** Opening Task material block **

//! taskboard: aggregation and filtering pipeline for a background-task
//! dashboard.
//!
//! A [`store::SnapshotStore`] holds the latest `{task_logs, api_timeseries}`
//! payload. [`filter`] narrows it to a relative time window, [`analytics`]
//! derives counts, buckets, chart series and per-task breakdowns, and
//! [`views`] bundles those into per-tab view models for the CLI and the
//! embedded web dashboard.

pub mod analytics;
pub mod cli;
pub mod config;
pub mod filter;
pub mod logging;
pub mod model;
pub mod poller;
pub mod source;
pub mod store;
pub mod views;
pub mod web;
//! Reshape endpoint time series into chart-ready label/series arrays.
//!
//! Series are assumed aligned: the x-axis labels come from the first series
//! and no resampling is done.

use indexmap::IndexMap;
use serde::Serialize;

use crate::model::time::display_clock;
use crate::model::{ApiTimeseries, TimeseriesPoint};

/// Path segment after which endpoint URLs become readable names.
pub const ENDPOINT_PREFIX_MARKER: &str = "/v1.3/";

/// Chart input: x-axis labels plus one named series per endpoint.
#[derive(Debug, Clone, Default, PartialEq, Serialize)]
pub struct ChartSeries {
    pub labels: Vec<String>,
    pub series: Vec<NamedSeries>,
}

#[derive(Debug, Clone, PartialEq, Serialize)]
pub struct NamedSeries {
    pub name: String,
    pub points: Vec<u64>,
}

/// Short endpoint name: the text after the version marker (up to the next
/// marker, if the URL repeats it), without one trailing slash. Falls back to
/// the full URL when the marker is absent or nothing follows it.
pub fn endpoint_display_name(url: &str) -> String {
    let tail = url
        .split(ENDPOINT_PREFIX_MARKER)
        .nth(1)
        .filter(|segment| !segment.is_empty())
        .unwrap_or(url);

    tail.strip_suffix('/').unwrap_or(tail).to_string()
}

/// Endpoints whose URL contains `needle`, keyed by display name. Names that
/// collide after shortening are not deduplicated: the later series replaces
/// the earlier one in place.
pub fn select_endpoints(series: &ApiTimeseries, needle: &str) -> ApiTimeseries {
    let mut selected = IndexMap::new();
    for (url, points) in series {
        if url.contains(needle) {
            selected.insert(endpoint_display_name(url), points.clone());
        }
    }
    selected
}

/// Build chart labels and series. Labels are the first series' timestamps
/// as `HH:MM`.
pub fn project(series: &ApiTimeseries) -> ChartSeries {
    let Some((_, first)) = series.first() else {
        return ChartSeries::default();
    };

    let labels = first
        .iter()
        .map(|p| display_clock(p.timestamp.as_deref()))
        .collect();

    let series = series
        .iter()
        .map(|(name, points)| NamedSeries {
            name: name.clone(),
            points: points.iter().map(|p| p.count).collect(),
        })
        .collect();

    ChartSeries { labels, series }
}

pub fn endpoint_total(points: &[TimeseriesPoint]) -> u64 {
    points.iter().map(|p| p.count).sum()
}

/// Per-endpoint totals, highest first; ties keep map order.
pub fn endpoint_totals(series: &ApiTimeseries) -> Vec<(String, u64)> {
    let mut totals: Vec<(String, u64)> = series
        .iter()
        .map(|(name, points)| (name.clone(), endpoint_total(points)))
        .collect();
    totals.sort_by(|a, b| b.1.cmp(&a.1));
    totals
}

** Closing Task material block **

_Goal of the exercise_
Please count the lines above containing "needle"; number only.

_Completed task_
3